11. Hukuk Dairesi 2016/15099 E. , 2018/4987 K.
"İçtihat Metni"MAHKEMESİ :ASLİYE HUKUK MAHKEMESİ
Taraflar arasında görülen davada ... 24. Asliye Hukuk Mahkemesi’nce verilen 13/07/2016 tarih ve 2013/479-2016/325 sayılı kararın Yargıtayca incelenmesi davacı vekili ve davalı PTT vekili tarafından istenmiş ve temyiz dilekçesinin süresi içinde verildiği anlaşılmış olmakla, dava dosyası için Tetkik Hakimi ... tarafından düzenlenen rapor dinlendikten ve yine dosya içerisindeki dilekçe, layihalar, duruşma tutanakları ve tüm belgeler okunup, incelendikten sonra işin gereği görüşülüp, düşünüldü:
Davacı vekili, müvekkilinin dava dışı ... Şirketine ait taşınmazı kiraladığını, kira ilişkisinin sonlanması tarihinde dava dışı şirketin anahtarları almaktan imtina ettiğini, bu nedenle müvekkili tarafından gayrimenkulün teslimi için 10/12/2007 tarihinde düzenleme şeklinde emanet tutanağı ile anahtarların noter kanalıyla dava dışı kiralayana teslimini sağlamak amacıyla davalılara teslim edildiğini, anahtar ve tutanağın muhatabına 08/01/2008 tarihinde tebliğ edildiğini, davalıların bu geciktirmesi nedeniyle dava dışı kiralayan şirketin dava yoluyla müvekkilinden 01/12/2007 ile 08/01/2008 arası 38 günlük kira bedeli ve işlemiş faiz için 150.807,94 TL tahsil ettiğini, 10/12/2007 ile 08/01/2008 arasındaki kira ve işlemiş faizi toplamı olan 113.107,76 TL"nin davalıların sorumluluğunda olduğunu ileri sürerek 113.107,76 TL"nin faizi ile birlikte davalılardan müştereken müteselsilen tahsiline karar verilmesini istemiştir.

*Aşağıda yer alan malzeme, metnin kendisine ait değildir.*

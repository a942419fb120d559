mod api;
mod browser;
mod config;
mod crawler;
mod delay;
mod document;
mod error;
mod extract;
mod pipeline;
mod product;

use anyhow::Context;
use dotenv::dotenv;
use std::sync::Arc;
use tracing::info;
use tracing_subscriber::EnvFilter;

use crate::browser::ChromeEngine;
use crate::config::ServiceConfig;
use crate::crawler::{DynamicFetcher, StaticFetcher};
use crate::pipeline::ExtractionPipeline;

#[tokio::main]
async fn main() -> anyhow::Result<()> {
    dotenv().ok();
    tracing_subscriber::fmt()
        .with_env_filter(EnvFilter::try_from_default_env().unwrap_or_else(|_| EnvFilter::new("info")))
        .init();

    let config = ServiceConfig::from_env().context("failed to load configuration")?;

    let static_fetcher =
        StaticFetcher::new(config.http_timeout).context("failed to build HTTP client")?;
    let dynamic_fetcher = DynamicFetcher::new(
        Arc::new(ChromeEngine::new(config.browser.clone())),
        config.delay_provider(),
        config.browser.idle_timeout,
    );
    let pipeline = ExtractionPipeline::new(Arc::new(static_fetcher), Arc::new(dynamic_fetcher));

    let state = Arc::new(api::AppState {
        pipeline: Arc::new(pipeline),
    });
    let app = api::router(state);

    let addr = config.bind_addr();
    let listener = tokio::net::TcpListener::bind(&addr)
        .await
        .with_context(|| format!("failed to bind {addr}"))?;
    info!("🚀 Product scraper listening on {}", listener.local_addr()?);
    axum::serve(listener, app).await?;

    Ok(())
}
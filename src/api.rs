use axum::{
    extract::{Query, State},
    http::{
        header::{
            ACCESS_CONTROL_ALLOW_HEADERS, ACCESS_CONTROL_ALLOW_METHODS,
            ACCESS_CONTROL_ALLOW_ORIGIN,
        },
        HeaderValue, StatusCode,
    },
    response::{IntoResponse, Response},
    routing::get,
    Json, Router,
};
use serde::Serialize;
use std::sync::Arc;
use tower_http::{set_header::SetResponseHeaderLayer, trace::TraceLayer};

use crate::pipeline::ExtractionPipeline;

#[derive(Clone)]
pub struct AppState {
    pub pipeline: Arc<ExtractionPipeline>,
}

#[derive(Serialize)]
pub struct ErrorResponse {
    pub error: String,
}

pub async fn scrape_product(
    State(state): State<Arc<AppState>>,
    Query(params): Query<Vec<(String, String)>>,
) -> Response {
    // A repeated `url` takes its first value.
    let url = params
        .iter()
        .find(|(key, _)| key == "url")
        .map(|(_, value)| value.trim());
    let url = match url {
        Some(url) if !url.is_empty() => url.to_string(),
        _ => {
            return (
                StatusCode::BAD_REQUEST,
                Json(ErrorResponse {
                    error: "Missing URL parameter".to_string(),
                }),
            )
                .into_response();
        }
    };

    // Pipeline failures are reported in the body, still with 200.
    let record = state.pipeline.scrape(&url).await;
    Json(record).into_response()
}

pub async fn preflight() -> StatusCode {
    StatusCode::NO_CONTENT
}

pub async fn health() -> &'static str {
    "ok"
}

pub fn router(state: Arc<AppState>) -> Router {
    Router::new()
        .route(
            "/scraper",
            get(scrape_product).post(scrape_product).options(preflight),
        )
        .route("/health", get(health))
        .layer(SetResponseHeaderLayer::overriding(
            ACCESS_CONTROL_ALLOW_ORIGIN,
            HeaderValue::from_static("*"),
        ))
        .layer(SetResponseHeaderLayer::overriding(
            ACCESS_CONTROL_ALLOW_METHODS,
            HeaderValue::from_static("GET, POST, OPTIONS"),
        ))
        .layer(SetResponseHeaderLayer::overriding(
            ACCESS_CONTROL_ALLOW_HEADERS,
            HeaderValue::from_static("Content-Type"),
        ))
        .layer(TraceLayer::new_for_http())
        .with_state(state)
}
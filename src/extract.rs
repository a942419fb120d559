//! Field extraction heuristics.
//!
//! Every field is read by a cascade: an ordered list of probes tried in turn
//! until one produces a value. Probe order is precedence, so retailer
//! conventions go first and generic markup last.

use once_cell::sync::Lazy;
use regex::Regex;
use scraper::Selector;

use crate::document::ProductPage;
use crate::product::{Price, ProductRecord};

/// Currency symbol, optional space, then an amount with `,`/`.` separators.
static PRICE_REGEX: Lazy<Regex> =
    Lazy::new(|| Regex::new(r"([₹$€£¥])\s?(\d+(?:[.,]\d+)*)").unwrap());

static NAME_CASCADE: Lazy<Cascade<String>> = Lazy::new(|| {
    Cascade::new(vec![
        Box::new(TextProbe::new("h1")),
        Box::new(TextProbe::new("#productTitle")),
        Box::new(TextProbe::new(r#"[itemprop="name"]"#)),
        Box::new(AttrProbe::new(r#"meta[property="og:title"]"#, "content")),
    ])
});

static PRICE_CASCADE: Lazy<Cascade<Price>> = Lazy::new(|| {
    Cascade::new(vec![
        Box::new(PriceProbe::new("#priceblock_ourprice")),
        Box::new(PriceProbe::new(".price")),
        Box::new(PriceProbe::new(r#".item_price[data-hook="product_price"]"#)),
        Box::new(PriceProbe::new(r#"meta[itemprop="price"]"#)),
        Box::new(PriceProbe::new(".a-offscreen")),
        Box::new(PageTextPriceProbe),
    ])
});

static DESCRIPTION_CASCADE: Lazy<Cascade<String>> =
    Lazy::new(|| Cascade::new(vec![Box::new(TextProbe::new(".product-description"))]));

static IMAGE_CASCADE: Lazy<Cascade<String>> = Lazy::new(|| {
    Cascade::new(vec![Box::new(ImageProbe::new(&[
        "#landingImage",
        ".a-dynamic-image",
        ".product-image",
        ".primary-image",
    ]))])
});

/// One way of finding a field value on a page.
pub trait Probe<T>: Send + Sync {
    fn probe(&self, page: &ProductPage) -> Option<T>;
}

/// Ordered probes; the first hit wins.
pub struct Cascade<T> {
    probes: Vec<Box<dyn Probe<T>>>,
}

impl<T> Cascade<T> {
    pub fn new(probes: Vec<Box<dyn Probe<T>>>) -> Self {
        Self { probes }
    }

    pub fn run(&self, page: &ProductPage) -> Option<T> {
        self.probes.iter().find_map(|probe| probe.probe(page))
    }
}

fn compile(selector: &str) -> Selector {
    Selector::parse(selector).unwrap_or_else(|e| panic!("invalid selector {selector:?}: {e}"))
}

/// Trimmed text of the first matching element that has any.
pub struct TextProbe {
    selector: Selector,
}

impl TextProbe {
    pub fn new(selector: &str) -> Self {
        Self { selector: compile(selector) }
    }
}

impl Probe<String> for TextProbe {
    fn probe(&self, page: &ProductPage) -> Option<String> {
        page
            .select_all(&self.selector)
            .map(ProductPage::text_of)
            .find(|text| !text.is_empty())
    }
}

/// Trimmed attribute of the first matching element where it is non-empty.
pub struct AttrProbe {
    selector: Selector,
    attr: &'static str,
}

impl AttrProbe {
    pub fn new(selector: &str, attr: &'static str) -> Self {
        Self { selector: compile(selector), attr }
    }
}

impl Probe<String> for AttrProbe {
    fn probe(&self, page: &ProductPage) -> Option<String> {
        page
            .select_all(&self.selector)
            .filter_map(|element| ProductPage::attr_of(element, self.attr))
            .map(|value| value.trim().to_string())
            .find(|value| !value.is_empty())
    }
}

/// Runs the price pattern over the text of the first matching element.
/// No symbol in that text means no match, and the cascade moves on.
pub struct PriceProbe {
    selector: Selector,
}

impl PriceProbe {
    pub fn new(selector: &str) -> Self {
        Self { selector: compile(selector) }
    }
}

impl Probe<Price> for PriceProbe {
    fn probe(&self, page: &ProductPage) -> Option<Price> {
        let element = page.select_first(&self.selector)?;
        parse_price(&ProductPage::text_of(element))
    }
}

/// Last resort: first price anywhere in the visible page text.
pub struct PageTextPriceProbe;

impl Probe<Price> for PageTextPriceProbe {
    fn probe(&self, page: &ProductPage) -> Option<Price> {
        parse_price(&page.visible_text())
    }
}

/// Image source of the first element matched by any of the selectors, in
/// order. Once an element is found its attributes decide the outcome; later
/// selectors are not consulted.
pub struct ImageProbe {
    selectors: Vec<Selector>,
}

const IMAGE_SOURCE_ATTRS: &[&str] = &["src", "data-src", "data-old-hires"];

impl ImageProbe {
    pub fn new(selectors: &[&str]) -> Self {
        Self {
            selectors: selectors.iter().map(|s| compile(s)).collect(),
        }
    }
}

impl Probe<String> for ImageProbe {
    fn probe(&self, page: &ProductPage) -> Option<String> {
        let element = self
            .selectors
            .iter()
            .find_map(|selector| page.select_first(selector))?;

        let src = IMAGE_SOURCE_ATTRS
            .iter()
            .filter_map(|attr| ProductPage::attr_of(element, attr))
            .map(|value| value.trim().to_string())
            .find(|value| !value.is_empty())?;

        Some(resolve_url(page, &src))
    }
}

fn resolve_url(page: &ProductPage, src: &str) -> String {
    match page.base_url() {
        Some(base) if !src.starts_with("data:") => base
            .join(src)
            .map(|url| url.to_string())
            .unwrap_or_else(|_| src.to_string()),
        _ => src.to_string(),
    }
}

/// First `(symbol, amount)` in `text`.
pub fn parse_price(text: &str) -> Option<Price> {
    let caps = PRICE_REGEX.captures(text)?;
    let currency = caps.get(1)?.as_str().chars().next()?;
    let amount = normalize_amount(caps.get(2)?.as_str())?;
    Some(Price { amount, currency })
}

/// Turn a separator-laden amount into an `f64`.
///
/// Whichever of `,`/`.` comes last is the decimal mark when both appear.
/// A lone comma followed by one or two digits is a decimal comma; every other
/// comma is a thousands separator (which also covers Indian `1,23,456`).
/// Repeated dots are grouping (`1.234.567`); a single dot is decimal.
fn normalize_amount(raw: &str) -> Option<f64> {
    let last_comma = raw.rfind(',');
    let last_dot = raw.rfind('.');

    let cleaned = match (last_comma, last_dot) {
        (Some(comma), Some(dot)) if comma > dot => raw.replace('.', "").replace(',', "."),
        (Some(_), Some(_)) => raw.replace(',', ""),
        (Some(comma), None) => {
            let decimals = raw.len() - comma - 1;
            if raw.matches(',').count() == 1 && decimals <= 2 {
                raw.replace(',', ".")
            } else {
                raw.replace(',', "")
            }
        }
        (None, Some(_)) if raw.matches('.').count() > 1 => raw.replace('.', ""),
        _ => raw.to_string(),
    };

    cleaned.parse::<f64>().ok().filter(|amount| amount.is_finite())
}

pub fn extract_name(page: &ProductPage) -> Option<String> {
    NAME_CASCADE.run(page)
}

pub fn extract_price(page: &ProductPage) -> Option<Price> {
    PRICE_CASCADE.run(page)
}

pub fn extract_description(page: &ProductPage) -> Option<String> {
    DESCRIPTION_CASCADE.run(page)
}

pub fn extract_image_url(page: &ProductPage) -> Option<String> {
    IMAGE_CASCADE.run(page)
}

pub fn extract_product(page: &ProductPage) -> ProductRecord {
    ProductRecord {
        name: extract_name(page),
        price: extract_price(page),
        description: extract_description(page),
        image_url: extract_image_url(page),
        error: None,
    }
}

#[cfg(test)]
mod tests {
    use super::*;
    use reqwest::Url;

    fn page(html: &str) -> ProductPage {
        ProductPage::parse(html, None).unwrap()
    }

    fn price(amount: f64, currency: char) -> Option<Price> {
        Some(Price { amount, currency })
    }

    #[test]
    fn parses_prices_with_separators() {
        assert_eq!(parse_price("$1,234.56"), price(1234.56, '$'));
        assert_eq!(parse_price("₹99"), price(99.0, '₹'));
        assert_eq!(parse_price("₹1,23,456"), price(123456.0, '₹'));
        assert_eq!(parse_price("€1.234,56"), price(1234.56, '€'));
        assert_eq!(parse_price("€12,50"), price(12.5, '€'));
        assert_eq!(parse_price("£ 7.99 incl. VAT"), price(7.99, '£'));
        assert_eq!(parse_price("¥1.234.567"), price(1234567.0, '¥'));
        assert_eq!(parse_price("Only $5. Hurry"), price(5.0, '$'));
    }

    #[test]
    fn text_without_symbol_does_not_match() {
        assert_eq!(parse_price("1,234.56"), None);
        assert_eq!(parse_price("USD 20"), None);
        assert_eq!(parse_price("$"), None);
    }

    #[test]
    fn overflowing_amount_is_not_a_price() {
        let text = format!("${}", "9".repeat(400));
        assert_eq!(parse_price(&text), None);

        let html = format!(r#"<h1>Lamp</h1><span class="price">{text}</span>"#);
        let record = extract_product(&page(&html));
        assert_eq!(record.price, None);
        assert!(!record.is_complete());
    }

    #[test]
    fn name_prefers_h1_and_skips_empty_headings() {
        let p = page(r#"<h1>Espresso Machine</h1><span id="productTitle">Other</span>"#);
        assert_eq!(extract_name(&p).as_deref(), Some("Espresso Machine"));

        let p = page(r#"<h1>   </h1><span id="productTitle"> Milk Frother </span>"#);
        assert_eq!(extract_name(&p).as_deref(), Some("Milk Frother"));

        let p = page(r#"<head><meta property="og:title" content="Tea Kettle"></head>"#);
        assert_eq!(extract_name(&p).as_deref(), Some("Tea Kettle"));

        assert_eq!(extract_name(&page("<p>no heading</p>")), None);
    }

    #[test]
    fn name_uses_first_non_empty_heading() {
        let p = page(r#"<h1></h1><h1>Real Name</h1><span id="productTitle">Other</span>"#);
        assert_eq!(extract_name(&p).as_deref(), Some("Real Name"));

        let p = page(
            r#"<head><meta property="og:title" content=" "><meta property="og:title" content="Mug"></head>"#,
        );
        assert_eq!(extract_name(&p).as_deref(), Some("Mug"));
    }

    #[test]
    fn price_split_across_inline_elements_keeps_decimals() {
        let p = page("<div>Now <span>$</span><span>1,299</span><span>.</span><span>99</span></div>");
        assert_eq!(extract_price(&p), price(1299.99, '$'));
    }

    #[test]
    fn primary_price_selector_wins() {
        let p = page(
            r#"<span class="price">$20.00</span>
               <span id="priceblock_ourprice">$18.50</span>"#,
        );
        assert_eq!(extract_price(&p), price(18.5, '$'));
    }

    #[test]
    fn price_cascade_skips_element_without_symbol() {
        let p = page(
            r#"<span id="priceblock_ourprice">Currently unavailable</span>
               <span class="a-offscreen">₹2,499.00</span>"#,
        );
        assert_eq!(extract_price(&p), price(2499.0, '₹'));
    }

    #[test]
    fn price_falls_back_to_page_text() {
        let p = page(
            r#"<body><script>window.cfg = {"p": "$1"};</script>
               <div>Deal of the day: <b>£49.99</b></div></body>"#,
        );
        assert_eq!(extract_price(&p), price(49.99, '£'));
    }

    #[test]
    fn selector_match_beats_earlier_page_text() {
        let p = page(r#"<p>Was €80</p><div class="price">€65</div>"#);
        assert_eq!(extract_price(&p), price(65.0, '€'));
    }

    #[test]
    fn no_price_anywhere_leaves_both_fields_absent() {
        let record = extract_product(&page("<h1>Widget</h1><p>Call for pricing</p>"));
        assert_eq!(record.name.as_deref(), Some("Widget"));
        assert_eq!(record.price, None);
    }

    #[test]
    fn description_is_trimmed() {
        let p = page(r#"<div class="product-description">
              Hand-built in small batches.
            </div>"#);
        assert_eq!(
            extract_description(&p).as_deref(),
            Some("Hand-built in small batches.")
        );
        assert_eq!(extract_description(&page("<p>x</p>")), None);
    }

    #[test]
    fn image_uses_first_matching_selector() {
        let p = page(
            r#"<img class="product-image" src="https://cdn.test/b.jpg">
               <img id="landingImage" src="https://cdn.test/a.jpg">"#,
        );
        assert_eq!(extract_image_url(&p).as_deref(), Some("https://cdn.test/a.jpg"));
    }

    #[test]
    fn image_reads_lazy_load_attributes() {
        let p = page(r#"<img class="primary-image" data-src="https://cdn.test/lazy.jpg">"#);
        assert_eq!(extract_image_url(&p).as_deref(), Some("https://cdn.test/lazy.jpg"));
    }

    #[test]
    fn image_absent_when_nothing_matches() {
        assert_eq!(extract_image_url(&page(r#"<img src="/logo.png">"#)), None);
        assert_eq!(extract_image_url(&page(r#"<img id="landingImage">"#)), None);
    }

    #[test]
    fn relative_image_is_resolved_against_page_url() {
        let base = Url::parse("https://shop.test/p/123").unwrap();
        let p = ProductPage::parse(r#"<img class="product-image" src="/img/123.jpg">"#, Some(base))
            .unwrap();
        assert_eq!(
            extract_image_url(&p).as_deref(),
            Some("https://shop.test/img/123.jpg")
        );
    }

    #[test]
    fn full_record_from_typical_page() {
        let record = extract_product(&page(
            r#"<html><body>
                 <h1> Pour-Over Set </h1>
                 <div class="price">$34.00</div>
                 <div class="product-description">Glass carafe and dripper.</div>
                 <img class="product-image" src="https://cdn.test/set.jpg">
               </body></html>"#,
        ));
        assert_eq!(
            record,
            ProductRecord {
                name: Some("Pour-Over Set".to_string()),
                price: price(34.0, '$'),
                description: Some("Glass carafe and dripper.".to_string()),
                image_url: Some("https://cdn.test/set.jpg".to_string()),
                error: None,
            }
        );
        assert!(record.is_complete());
    }
}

Davalı PTT vekili, mahkemenin görevsiz olduğunu savunarak, davanın reddine karara verilmesini istemiştir.
Diğer davalı vekili, müvekkiline 657 sayılı DMK 13. maddesi uyarınca doğrudan husumet yöneltilemeyeceğini savunarak davanın reddine karar verilmesini istemiştir.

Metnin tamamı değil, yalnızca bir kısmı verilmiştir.